Pass the ASWB Clinical Examination
Registration is available online or by fax or mail. Most jurisdictions require applicants to apply for licensure and pay licensing fees to the state’s social work licensing board.
Within two days of registering, ASWB sends an authorization-to-test email, detailing how to pay the $230 – $260 exam fee and schedule a testing appointment through Pearson VUE.
To help prepare for the exam, the ASWB website has online practice tests available to registrants for $85. The practice tests have questions from past exams and use the Pearson VUE testing software.
Review your state licensing board’s requirements carefully; some jurisdictions may require additional testing.
- Degree/Experience Required: MSW, two years of experience in a clinical setting
- Exam Fee: $260 for clinical /generalists, $230 for ASW, BSW, NSW
- Exam Focus: Application of specialized clinical knowledge and advanced clinical skills
Apply for State Licensure
As mentioned in the section above, most state licensure boards require candidates to apply for their licenses and pay the licensure fees when registering for the ASWB exam.
But some states only accept licensure applications after the candidate has taken the exam.

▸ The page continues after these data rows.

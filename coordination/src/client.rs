//! Query Client - sends one prompt to a model backend
//!
//! The executor only sees [`QueryClient::query`], which never fails: any
//! transport error, timeout, non-200 status or malformed stream comes back
//! as `None`. [`OllamaClient::generate`] is the fallible call underneath.

use std::sync::Arc;
use std::time::Duration;

use async_trait::async_trait;
use futures::StreamExt;
use reqwest::StatusCode;
use serde::{Deserialize, Serialize};
use tracing::{debug, warn};

/// Error type for backend queries
#[derive(Debug, thiserror::Error)]
pub enum QueryError {
    #[error("HTTP error: {0}")]
    HttpError(String),

    #[error("Backend returned HTTP {status}: {body}")]
    Status { status: u16, body: String },

    #[error("Backend reported an error: {0}")]
    Backend(String),

    #[error("Malformed response line: {0}")]
    Decode(String),
}

/// Result type for backend queries
pub type QueryResult<T> = Result<T, QueryError>;

/// Anything that can answer a prompt on behalf of a named model
#[async_trait]
pub trait QueryClient: Send + Sync {
    /// Full response text, or `None` if the query failed for any reason
    async fn query(&self, model: &str, prompt: &str) -> Option<String>;
}

/// Shared reference to a QueryClient
pub type SharedQueryClient = Arc<dyn QueryClient>;

/// Client for an Ollama-compatible `/api/generate` endpoint
#[derive(Debug, Clone)]
pub struct OllamaClient {
    http: reqwest::Client,
    base_url: String,
}

impl OllamaClient {
    /// Create a client for `base_url` with a per-request timeout
    pub fn new(base_url: impl Into<String>, timeout: Duration) -> QueryResult<Self> {
        let http = reqwest::Client::builder()
            .timeout(timeout)
            .build()
            .map_err(|e| QueryError::HttpError(e.to_string()))?;

        Ok(Self {
            http,
            base_url: base_url.into(),
        })
    }

    pub fn base_url(&self) -> &str {
        &self.base_url
    }

    fn generate_url(&self) -> String {
        format!("{}/api/generate", self.base_url.trim_end_matches('/'))
    }

    /// Send a prompt and concatenate the streamed `response` fragments
    pub async fn generate(&self, model: &str, prompt: &str) -> QueryResult<String> {
        #[derive(Serialize)]
        struct GenerateRequest<'a> {
            model: &'a str,
            prompt: &'a str,
        }

        let response = self
            .http
            .post(self.generate_url())
            .json(&GenerateRequest { model, prompt })
            .send()
            .await
            .map_err(|e| QueryError::HttpError(e.to_string()))?;

        if response.status() != StatusCode::OK {
            let status = response.status().as_u16();
            let body = response.text().await.unwrap_or_default();
            return Err(QueryError::Status { status, body });
        }

        let mut stream = response.bytes_stream();
        let mut accumulator = StreamAccumulator::default();
        while let Some(chunk) = stream.next().await {
            let chunk = chunk.map_err(|e| QueryError::HttpError(e.to_string()))?;
            accumulator.push(&chunk)?;
        }

        let text = accumulator.finish()?;
        debug!(model, bytes = text.len(), "Backend response complete");
        Ok(text)
    }
}

#[async_trait]
impl QueryClient for OllamaClient {
    async fn query(&self, model: &str, prompt: &str) -> Option<String> {
        match self.generate(model, prompt).await {
            Ok(text) => Some(text),
            Err(e) => {
                warn!(model, url = %self.base_url, error = %e, "Query failed");
                None
            }
        }
    }
}

/// One line of the newline-delimited JSON stream
#[derive(Debug, Deserialize)]
struct GenerateChunk {
    #[serde(default)]
    response: String,
    #[serde(default)]
    error: Option<String>,
}

/// Reassembles lines split across network chunks and joins their fragments
#[derive(Debug, Default)]
struct StreamAccumulator {
    pending: Vec<u8>,
    text: String,
}

impl StreamAccumulator {
    fn push(&mut self, bytes: &[u8]) -> QueryResult<()> {
        self.pending.extend_from_slice(bytes);

        while let Some(newline) = self.pending.iter().position(|b| *b == b'\n') {
            let line: Vec<u8> = self.pending.drain(..=newline).collect();
            self.consume_line(&line)?;
        }

        Ok(())
    }

    fn finish(mut self) -> QueryResult<String> {
        let rest = std::mem::take(&mut self.pending);
        self.consume_line(&rest)?;
        Ok(self.text)
    }

    fn consume_line(&mut self, line: &[u8]) -> QueryResult<()> {
        let line = line.trim_ascii();
        if line.is_empty() {
            return Ok(());
        }

        let chunk: GenerateChunk = serde_json::from_slice(line)
            .map_err(|e| QueryError::Decode(format!("{e}: {}", String::from_utf8_lossy(line))))?;

        if let Some(error) = chunk.error {
            return Err(QueryError::Backend(error));
        }

        self.text.push_str(&chunk.response);
        Ok(())
    }
}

Log onto the ASWB website to check your state board of social work’s requirements and application procedures to ensure you’re following the correct process.

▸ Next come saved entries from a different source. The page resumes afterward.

//! Statements under vote and the newline-delimited input file they come from.

use std::path::{Path, PathBuf};

use serde::{Deserialize, Serialize};
use tracing::info;

/// Stable identity of a statement: its 0-based position in the input.
pub type PromptId = usize;

/// Error type for statement loading
#[derive(Debug, thiserror::Error)]
pub enum InputError {
    #[error("Failed to read statements from {path}: {source}")]
    Read {
        path: PathBuf,
        #[source]
        source: std::io::Error,
    },
}

/// A statement submitted to every model and role.
#[derive(Debug, Clone, PartialEq, Eq, Serialize, Deserialize)]
pub struct Statement {
    pub prompt_id: PromptId,
    pub text: String,
}

impl Statement {
    pub fn new(prompt_id: PromptId, text: impl Into<String>) -> Self {
        Self {
            prompt_id,
            text: text.into(),
        }
    }
}

/// Split input text into statements, one per non-blank line.
///
/// Lines are trimmed before use. Identities are assigned after blank lines
/// are dropped, so ids are always dense.
pub fn parse_statements(content: &str) -> Vec<Statement> {
    content
        .lines()
        .map(str::trim)
        .filter(|line| !line.is_empty())
        .enumerate()
        .map(|(prompt_id, text)| Statement::new(prompt_id, text))
        .collect()
}

/// Read and parse a statements file.
pub fn load_statements(path: &Path) -> Result<Vec<Statement>, InputError> {
    let content = std::fs::read_to_string(path).map_err(|source| InputError::Read {
        path: path.to_path_buf(),
        source,
    })?;

    let statements = parse_statements(&content);
    info!(path = %path.display(), count = statements.len(), "Loaded statements");
    Ok(statements)
}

Consider Additional Social Work Certifications
Now that you’re an LCSW, you can opt to pursue specialty certifications from the National Association of Social Workers (NASW).
You need NASW membership to earn credentials, which are available in areas that include addictions, case management, education, and healthcare.

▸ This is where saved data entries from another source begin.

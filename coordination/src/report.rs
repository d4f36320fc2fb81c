//! Run summary, console formatting and JSON export

use std::path::{Path, PathBuf};

use chrono::{DateTime, Utc};
use serde::{Deserialize, Serialize};
use tracing::info;
use uuid::Uuid;

use crate::aggregate::{AggregateReport, StatementResult, Tally};
use crate::statement::PromptId;

const RULE: &str = "----------------------";

/// Error type for report export
#[derive(Debug, thiserror::Error)]
pub enum ReportError {
    #[error("Failed to write report to {path}: {source}")]
    Write {
        path: PathBuf,
        #[source]
        source: std::io::Error,
    },

    #[error("Failed to serialize report: {0}")]
    Serialize(#[from] serde_json::Error),
}

/// Outcome of one complete voting run
#[derive(Debug, Clone, PartialEq, Serialize, Deserialize)]
pub struct RunSummary {
    pub run_id: Uuid,
    pub started_at: DateTime<Utc>,
    pub finished_at: DateTime<Utc>,
    pub elapsed_secs: f64,
    pub worker_count: usize,
    pub model_count: usize,
    pub role_count: usize,
    pub statement_count: usize,
    pub task_count: usize,
    /// Tasks that contributed nothing to any tally
    pub failed_tasks: usize,
    pub report: AggregateReport,
}

impl RunSummary {
    pub fn overall(&self) -> Tally {
        self.report.overall()
    }

    pub fn elapsed_minutes(&self) -> f64 {
        self.elapsed_secs / 60.0
    }

    /// Every per-statement block followed by the overall block
    pub fn render(&self) -> String {
        let mut out = String::new();
        for (prompt_id, result) in self.report.iter() {
            out.push_str(&format_statement_block(prompt_id, result));
        }
        out.push_str(&format_overall_block(&self.overall()));
        out.push_str(&format!(
            "Elapsed Time = {:.1} min.\n",
            self.elapsed_minutes()
        ));
        out
    }
}

/// Console block for one statement
pub fn format_statement_block(prompt_id: PromptId, result: &StatementResult) -> String {
    format!(
        "{RULE}\n\
         Prompt ID: {prompt_id}\n\
         Total Agreements: {}\n\
         Total Decisions (# of queries made): {}\n\
         Agreement Percentage: {:.2}%\n\
         {RULE}\n",
        result.agree, result.decision, result.percentage
    )
}

/// Console block summing every statement
pub fn format_overall_block(tally: &Tally) -> String {
    format!(
        "{RULE}\n\
         Overall\n\
         Total Agreements: {}\n\
         Total Decisions (# of queries made): {}\n\
         Agreement Percentage: {:.2}%\n\
         {RULE}\n",
        tally.agree,
        tally.decision,
        tally.percentage()
    )
}

/// Write the summary as pretty JSON, creating parent directories
pub fn write_report(path: &Path, summary: &RunSummary) -> Result<(), ReportError> {
    let json = serde_json::to_string_pretty(summary)?;

    if let Some(parent) = path.parent().filter(|p| !p.as_os_str().is_empty()) {
        std::fs::create_dir_all(parent).map_err(|source| ReportError::Write {
            path: path.to_path_buf(),
            source,
        })?;
    }

    std::fs::write(path, json).map_err(|source| ReportError::Write {
        path: path.to_path_buf(),
        source,
    })?;

    info!(path = %path.display(), run_id = %summary.run_id, "Report written");
    Ok(())
}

NASW credentials are widely known within the social work profession and signify in-depth knowledge, experience, competence, and dedication, along with adherence to national practice and ethics standards.
Employers may prefer NASW-certified social workers, especially for leadership roles, and may pay them higher salaries.
Candidates apply for their credentials by submitting a downloaded application and mailing it to the NASW with supporting documentation.
Salary and Employment for Licensed Clinical Social Workers
Licensed clinical social workers are one of the highest-paying specialties in social work. This can be partially due to additional education and training requirements, and higher autonomy and responsibility.
According to March 2023 Payscale data, the average annual salary for LCSWs is $62,530. However, the actual salary can vary based on location and experience, with some LCSWs earning as little as $47,000 or as much as $83,000 per year.
The job outlook for LCSWs is strong. The Bureau of Labor Statistics (BLS) reports that employment opportunities for social workers in healthcare are projected to increase by 11% from 2021 to 2031.
Frequently Asked Questions
How long does it take to become a licensed clinical social worker?
Earning an MSW, completing the post-master’s training, and studying for and taking the licensure exam can take 6-8 years. But your specific timeline may vary depending on your academic goals and your state’s requirements.
What is the difference between an LCSW and an LMSW?
An LCSW is a licensed clinical social worker who can practice independently and conduct one-on-one psychotherapy, assessment, and treatment. A LMSW is a licensed master social worker, who provides non-clinical services, such as group therapy and coordinating care and resources, but must be supervised to perform clinical work.
What is the difference between an LCSW and an LPC?
LCSWs and LPCs are mental health professionals, but differ in education requirements, scope of practice and regulatory oversight. LCSWs have a master’s degree in social work, work with a wider variety of clients, and are regulated by state social work boards. LPCs have a master’s degree in counseling, focus on individual counseling, and are regulated by state counseling boards.
How do you maintain LCSW licensure?
State social work boards specify procedures for maintaining LCSW licensure. LCSWs should check with their jurisdiction for their requirements, which can consist of continuing education (CE) from a state board-approved CE provider.